Materials & Chemicals
Carbon Nanotube Schottky Barrier Photovoltaic Device
WARF: P04002US
Inventors: Max Lagally, Todd Narkis, Matt Marcus, Mark Eriksson
The Wisconsin Alumni Research Foundation (WARF) is seeking commercial partners interested in developing a cost- and energy-efficient photovoltaic cell that uses carbon nanotubes as the photoconducting material.
Overview
Photovoltaic cells convert sunlight directly into electricity through the interaction of photons and electrons within a photoconducting material. To create a photovoltaic cell, a photoconducting material such as silicon is joined by electrical contacts to form a junction; then, photons striking the cell dislodge mismatched electrons, creating a current as the electrons move across the junction. Today’s photoconducting materials are either expensive or lack efficiency, so that solar cell energy is not competitive with commercial power.
The Invention
UW-Madison researchers have developed a cost- and energy-efficient photovoltaic cell that uses carbon nanotubes as the photoconducting material. Unlike semiconductor materials, carbon nanotubes absorb different spectra of light depending on the diameter and chirality of each tube. A variety of nanotube sizes and chiralities can be used within a photovoltaic array to significantly increase the efficiency over current technologies.

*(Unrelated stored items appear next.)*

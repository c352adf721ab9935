//! Integer linear programming backend on `good_lp` (pure-Rust microlp engine).
//!
//! The time limit is passed to microlp. Running out of time with an
//! incumbent yields `Feasible`, without one `Unknown`.

use good_lp::{
    constraint, default_solver, variable, variables, Expression, ResolutionError, Solution,
    SolutionStatus, SolverModel, Variable, WithTimeLimit,
};
use tracing::debug;

use super::{as_bool, SolveLimits, SolveOutcome, SolverBackend};
use crate::problem::{Assignment, Comparison, Objective, RosterModel, Sense};

/// ILP backend. Without an objective the zero expression is maximised.
#[derive(Debug, Clone, Copy, Default)]
pub struct LpBackend;

impl LpBackend {
    /// Creates the backend.
    pub fn new() -> Self {
        Self
    }
}

fn linear(terms: &[(usize, i32)], xs: &[Variable], constant: f64) -> Expression {
    terms
        .iter()
        .fold(Expression::from(constant), |acc, &(var, coef)| {
            acc + coef as f64 * xs[var]
        })
}

/// Classifies a returned solution. An incumbent cut short by a limit is
/// only feasible, unless there was nothing to optimise.
fn outcome_for(status: SolutionStatus, has_objective: bool, assignment: Assignment) -> SolveOutcome {
    match status {
        SolutionStatus::Optimal => SolveOutcome::optimal(assignment),
        _ if !has_objective => SolveOutcome::optimal(assignment),
        _ => SolveOutcome::feasible(assignment),
    }
}

impl SolverBackend for LpBackend {
    fn name(&self) -> &'static str {
        "lp"
    }

    fn solve(
        &self,
        model: &RosterModel,
        objective: Option<&Objective>,
        limits: &SolveLimits,
    ) -> SolveOutcome {
        let mut vars = variables!();
        let xs: Vec<Variable> = (0..model.var_count())
            .map(|i| vars.add(variable().binary().name(format!("x_{i}"))))
            .collect();

        let goal = match objective {
            Some(obj) => linear(&obj.terms, &xs, obj.constant as f64),
            None => Expression::from(0.0),
        };
        let unsolved = match objective.map(|o| o.sense) {
            Some(Sense::Minimise) => vars.minimise(goal),
            _ => vars.maximise(goal),
        };
        let mut problem = unsolved.using(default_solver);

        for c in model.constraints() {
            let lhs = linear(&c.terms, &xs, 0.0);
            let rhs = c.rhs as f64;
            problem.add_constraint(match c.comparison {
                Comparison::LessEq => constraint!(lhs <= rhs),
                Comparison::GreaterEq => constraint!(lhs >= rhs),
                Comparison::Equal => constraint!(lhs == rhs),
            });
        }

        if let Some(limit) = limits.time_limit {
            problem = problem.with_time_limit(limit.as_secs_f64());
        }

        match problem.solve() {
            Ok(solution) => {
                let assignment = Assignment::from_values(
                    xs.iter().map(|x| as_bool(solution.value(*x))).collect(),
                );
                let status = solution.status();
                debug!(backend = "lp", ?status, "branch-and-bound finished");
                outcome_for(status, objective.is_some(), assignment)
            }
            Err(ResolutionError::Infeasible) => {
                SolveOutcome::infeasible("linear relaxation or branch-and-bound proved infeasibility")
            }
            Err(other) => SolveOutcome::unknown(other.to_string()),
        }
    }
}

#[cfg(test)]
mod tests {
    use super::*;
    use crate::config::RosterPolicy;
    use crate::models::{Employee, ShiftTime, ShiftType};
    use crate::problem::RosterProblemBuilder;
    use crate::scheduler::agreement_objective;
    use crate::solver::{SolveLimits, SolveStatus};
    use std::time::Duration;

    #[test]
    fn test_time_limited_incumbent_is_not_optimal() {
        let a = Assignment::empty(2);
        let o = outcome_for(SolutionStatus::TimeLimit, true, a.clone());
        assert_eq!(o.status, SolveStatus::Feasible);
        let o = outcome_for(SolutionStatus::GapLimit, true, a.clone());
        assert_eq!(o.status, SolveStatus::Feasible);
        // Without objective any satisfying assignment is as good as another
        let o = outcome_for(SolutionStatus::TimeLimit, false, a.clone());
        assert_eq!(o.status, SolveStatus::Optimal);
        let o = outcome_for(SolutionStatus::Optimal, true, a);
        assert_eq!(o.status, SolveStatus::Optimal);
    }

    #[test]
    fn test_solve_under_time_limit() {
        let employees: Vec<_> = (1..=7).map(|i| Employee::anonymous(format!("E{i}"))).collect();
        let shifts = vec![
            ShiftType::new("early", ShiftTime::hm(6, 0), ShiftTime::hm(14, 0)),
            ShiftType::new("day", ShiftTime::hm(8, 0), ShiftTime::hm(16, 0)),
            ShiftType::new("evening", ShiftTime::hm(14, 0), ShiftTime::hm(22, 0)),
            ShiftType::new("night", ShiftTime::hm(22, 0), ShiftTime::hm(6, 0)),
        ];
        let model = RosterProblemBuilder::new(&employees, &shifts, 28)
            .with_policy(RosterPolicy::default())
            .build()
            .unwrap();
        let backend = LpBackend::new();

        let generous = SolveLimits {
            time_limit: Some(Duration::from_secs(60)),
        };
        let baseline = backend.solve(&model, None, &generous);
        assert_eq!(baseline.status, SolveStatus::Optimal, "{}", baseline.reason());
        let baseline = baseline.assignment.unwrap();
        assert!(model.is_satisfied_by(&baseline));

        let objective = agreement_objective(&baseline);
        let outcome = backend.solve(&model, Some(&objective), &generous);
        assert_eq!(outcome.status, SolveStatus::Optimal, "{}", outcome.reason());
        assert_eq!(outcome.assignment.unwrap(), baseline);

        // A vanishing budget may stop early; whatever comes back is never an
        // unproven optimum and never an invalid assignment
        let tight = SolveLimits {
            time_limit: Some(Duration::from_nanos(1)),
        };
        let outcome = backend.solve(&model, Some(&objective), &tight);
        match outcome.status {
            SolveStatus::Optimal => {
                let a = outcome.assignment.unwrap();
                assert!(model.is_satisfied_by(&a));
                assert_eq!(objective.evaluate(&a), objective.bounds().1);
            }
            SolveStatus::Feasible => assert!(outcome.assignment.is_some()),
            SolveStatus::Unknown | SolveStatus::Infeasible => {
                assert!(outcome.assignment.is_none())
            }
        }
    }
}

The invention also includes a novel method of manufacturing the nanotube array. Normally, nanotubes are grown with a catalyst and preserved in a fluid, which the end user must go through several steps to remove. The nanotubes described here can be grown and then directly attached to the array surface.
Because large numbers of nanotubes are needed to generate current efficiently, they are attached in a dense, but random arrangement. After the nanotubes are deposited on the surface, the metallic contacts from which the current is gathered are applied in a uniform grid over the nanotubes.
The invention also includes a novel method of manufacturing the nanotube array. Normally, nanotubes are grown with a catalyst and preserved in a fluid, which the end user must go through several steps to remove. The nanotubes described here can be grown and then directly attached to the array surface.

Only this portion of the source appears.